View Full Version : AHB in Utah

Feb 12th 2009, 12:33 PM
Found for the first time in the state.

http://news.yahoo.com/s/ap/20090212/ap_ ... nized_bees (http://news.yahoo.com/s/ap/20090212/ap_on_re_us/africanized_bees)

Feb 13th 2009, 08:45 PM
do these bees lose thier aggressivness as they breed down with regular honey bees?,this must be why these bees can stand cold climates

Feb 13th 2009, 09:49 PM
I don't think there is any definite research proving one way or the other, but they seem to be more manageable as time goes by. All the South and Central American beeks are keeping them and making honey. "money"

Most of the reports I have read from them say they do not want Italian bees back. They prefer the hybrid African.

My opinion is, the European traits will increase as they move north, and the African traits will be reduced, thereby making them more docile while being able to withstand more cold.

Feb 14th 2009, 12:33 PM
i concur

Apr 1st 2009, 07:11 PM
AHB can stand the cold just fine. The problem with the migration of feral AHB colonies is that they swarm up to 18 times per year. With that much swarming, they never build up enough honey to last through winter. But put them in a beekeepers hive with 80 pounds....and they have no problems.

As for the AHB in south America, Yes, they are having good success with more gentle bees after many years. The problem comes when AHB are hybridized with the many strains we have in the states. To get to a point where they are in south America, you would need to let AHB completely take over as the only bee in the states. Something nobody at this time is willing to do.
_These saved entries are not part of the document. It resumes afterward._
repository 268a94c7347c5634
//! Error types for mockup packaging and extraction.

use std::path::PathBuf;
use thiserror::Error;

/// Result type alias using `ExtractionError`.
pub type Result<T> = std::result::Result<T, ExtractionError>;

/// Represents a specific quota resource that was exceeded.
#[derive(Debug, Clone, PartialEq, Eq)]
pub enum QuotaResource {
    /// Cumulative decompressed size exceeded.
    TotalSize {
        /// Bytes observed when the ceiling was crossed.
        current: u64,
        /// Maximum allowed total size in bytes.
        max: u64,
    },
    /// Integer overflow detected in quota tracking.
    IntegerOverflow,
}

impl std::fmt::Display for QuotaResource {
    fn fmt(&self, f: &mut std::fmt::Formatter<'_>) -> std::fmt::Result {
        match self {
            Self::TotalSize { current, max } => {
                write!(f, "quota exceeded: total size ({current} > {max})")
            }
            Self::IntegerOverflow => {
                write!(f, "quota exceeded: integer overflow in quota tracking")
            }
        }
    }
}

/// Errors raised while building a mockup archive from a directory.
#[derive(Error, Debug)]
pub enum ArchiveError {
    /// Reading a file or directory failed.
    #[error("cannot read {path}: {source}")]
    Io {
        /// Path being read.
        path: PathBuf,
        /// Underlying I/O error.
        #[source]
        source: std::io::Error,
    },

    /// Directory traversal failed (vanished entry, permission denied).
    #[error("directory walk failed: {0}")]
    Walk(#[from] walkdir::Error),

    /// Serializing the archive failed.
    #[error("cannot write archive: {0}")]
    Write(#[from] zip::result::ZipError),
}

/// Errors that can occur while extracting an uploaded archive.
#[derive(Error, Debug)]
pub enum ExtractionError {
    /// The byte stream is not a readable archive.
    #[error("invalid archive: {0}")]
    Format(String),

    /// The archive contains no entries.
    #[error("archive is empty")]
    EmptyArchive,

    /// The archive holds more entries than allowed.
    #[error("archive has too many entries ({count} > {max})")]
    TooManyEntries {
        /// Number of entries in the archive.
        count: usize,
        /// Maximum allowed entry count.
        max: usize,
    },

    /// No file entry has the required extension.
    #[error("archive contains no .{extension} file")]
    ContentPolicy {
        /// Extension that was required.
        extension: String,
    },

    /// Cumulative decompressed size exceeded the ceiling.
    #[error("{resource}")]
    QuotaExceeded {
        /// Description of the exceeded resource.
        resource: QuotaResource,
    },

    /// An entry escapes the version root and the policy rejects the archive.
    #[error("path traversal detected: {path}")]
    PathTraversal {
        /// Entry name as stored in the archive.
        path: PathBuf,
    },

    /// The version identifier cannot name a directory under the storage root.
    #[error("invalid version id: {id:?}")]
    InvalidVersionId {
        /// The rejected identifier.
        id: String,
    },

    /// The version directory already exists and re-extraction is rejected.
    #[error("version {id} already exists")]
    VersionExists {
        /// Version identifier.
        id: String,
    },

    /// I/O operation failed.
    #[error("I/O error: {0}")]
    Io(#[from] std::io::Error),
}

impl ExtractionError {
    /// Returns `true` if the upload was refused by policy rather than by
    /// a storage failure.
    ///
    /// # Examples
    ///
    /// ```
    /// use mockup_core::ExtractionError;
    ///
    /// assert!(ExtractionError::EmptyArchive.is_policy_violation());
    ///
    /// let io = std::io::Error::other("disk full");
    /// assert!(!ExtractionError::Io(io).is_policy_violation());
    /// ```
    #[must_use]
    pub const fn is_policy_violation(&self) -> bool {
        !matches!(self, Self::Io(_))
    }

    /// Returns `true` if this is an underlying I/O failure.
    #[must_use]
    pub const fn is_io(&self) -> bool {
        matches!(self, Self::Io(_))
    }

    /// Returns the quota resource that was exceeded, if applicable.
    #[must_use]
    pub const fn quota_resource(&self) -> Option<&QuotaResource> {
        match self {
            Self::QuotaExceeded { resource } => Some(resource),
            _ => None,
        }
    }
}
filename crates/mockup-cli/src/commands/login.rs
//! Login command implementation.

use std::io;

use anyhow::Result;

use super::open_store;
use super::show_spinner;
use crate::auth::BrowserOpener;
use crate::auth::LoginOptions;
use crate::auth::LoopbackAuthClient;
use crate::auth::SystemBrowser;
use crate::cli::Cli;
use crate::cli::LoginArgs;
use crate::error::convert_client_error;
use crate::output::OutputFormatter;
use crate::progress::CliSpinner;

/// Opens the system browser and tells the user where to go if that fails.
struct AnnouncingBrowser<'a> {
    formatter: &'a dyn OutputFormatter,
}

impl BrowserOpener for AnnouncingBrowser<'_> {
    fn open(&self, url: &str) -> io::Result<()> {
        SystemBrowser.open(url).inspect_err(|_| {
            self.formatter
                .format_warning(&format!("Could not open a browser. Visit {url} to sign in."));
        })
    }
}

pub async fn execute(args: &LoginArgs, cli: &Cli, formatter: &dyn OutputFormatter) -> Result<()> {
    let store = open_store(cli)?;
    let stored = store.load().map_err(convert_client_error)?;
    let options = LoginOptions::new(stored.resolve_server(args.server.as_deref()))
        .with_provider(&args.provider);

    let client = LoopbackAuthClient::with_browser(store, AnnouncingBrowser { formatter });
    let spinner = CliSpinner::start("Waiting for browser sign-in", show_spinner(cli));
    let outcome = client.login(&options).await;
    drop(spinner);

    formatter.format_login_result(&outcome.map_err(convert_client_error)?)
}
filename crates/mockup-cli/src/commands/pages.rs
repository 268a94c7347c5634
//! Pages command implementation.

use anyhow::Context;
use anyhow::Result;
use mockup_core::VersionedStorage;

use crate::cli::PagesArgs;
use crate::output::OutputFormatter;

pub fn execute(args: &PagesArgs, formatter: &dyn OutputFormatter) -> Result<()> {
    let storage = VersionedStorage::new(&args.storage);
    let pages = storage.list_html_files(&args.version_id).with_context(|| {
        format!(
            "failed to list pages of version '{}' under '{}'",
            args.version_id,
            args.storage.display()
        )
    })?;

    formatter.format_pages(&args.version_id, &pages)
}
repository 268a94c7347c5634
//! Output formatting module.

mod formatter;
mod human;
mod json;

pub use formatter::OutputFormatter;

use human::HumanFormatter;
use json::JsonFormatter;

/// Creates an output formatter based on CLI flags
pub fn create_formatter(json: bool, verbose: bool, quiet: bool) -> Box<dyn OutputFormatter> {
    if json {
        Box::new(JsonFormatter)
    } else {
        Box::new(HumanFormatter::new(verbose, quiet))
    }
}
//! Extraction operation reporting.

use std::time::Duration;

/// Report of a completed extraction.
#[derive(Debug, Clone, Default)]
pub struct ExtractionReport {
    /// Number of files written.
    pub files_extracted: usize,

    /// Number of directory entries materialized.
    pub directories_created: usize,

    /// Number of entries skipped because they escape the version root.
    pub entries_skipped: usize,

    /// Total decompressed bytes written.
    pub bytes_written: u64,

    /// Duration of the extraction.
    pub duration: Duration,

    /// Warnings generated during extraction.
    pub warnings: Vec<String>,
}

impl ExtractionReport {
    /// Creates a new empty extraction report.
    #[must_use]
    pub fn new() -> Self {
        Self::default()
    }

    /// Adds a warning message to the report.
    pub fn add_warning(&mut self, message: String) {
        self.warnings.push(message);
    }

    /// Returns total number of entries materialized.
    #[must_use]
    pub fn total_items(&self) -> usize {
        self.files_extracted + self.directories_created
    }

    /// Returns whether any warnings were generated.
    #[must_use]
    pub fn has_warnings(&self) -> bool {
        !self.warnings.is_empty()
    }
}

#[cfg(test)]
mod tests {
    use super::*;

    #[test]
    fn test_report_totals() {
        let mut report = ExtractionReport::new();
        report.files_extracted = 3;
        report.directories_created = 2;
        assert_eq!(report.total_items(), 5);
        assert!(!report.has_warnings());

        report.add_warning("skipped ../x".to_string());
        assert!(report.has_warnings());
    }
}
Remember, as AHB takes over terrotory, you lose genetic material from the overall bee gene pool. The smaller that gene pool, the more likely you will encounter a disease or other problem that one strain may have problems with. But with various bee strains to always pick and choose from, the more likely you can fend off future problems.

The trick will be taking those traits favorable from the AHB, and incorporating them into breeding programs, yet not destroying all the other strains doing it.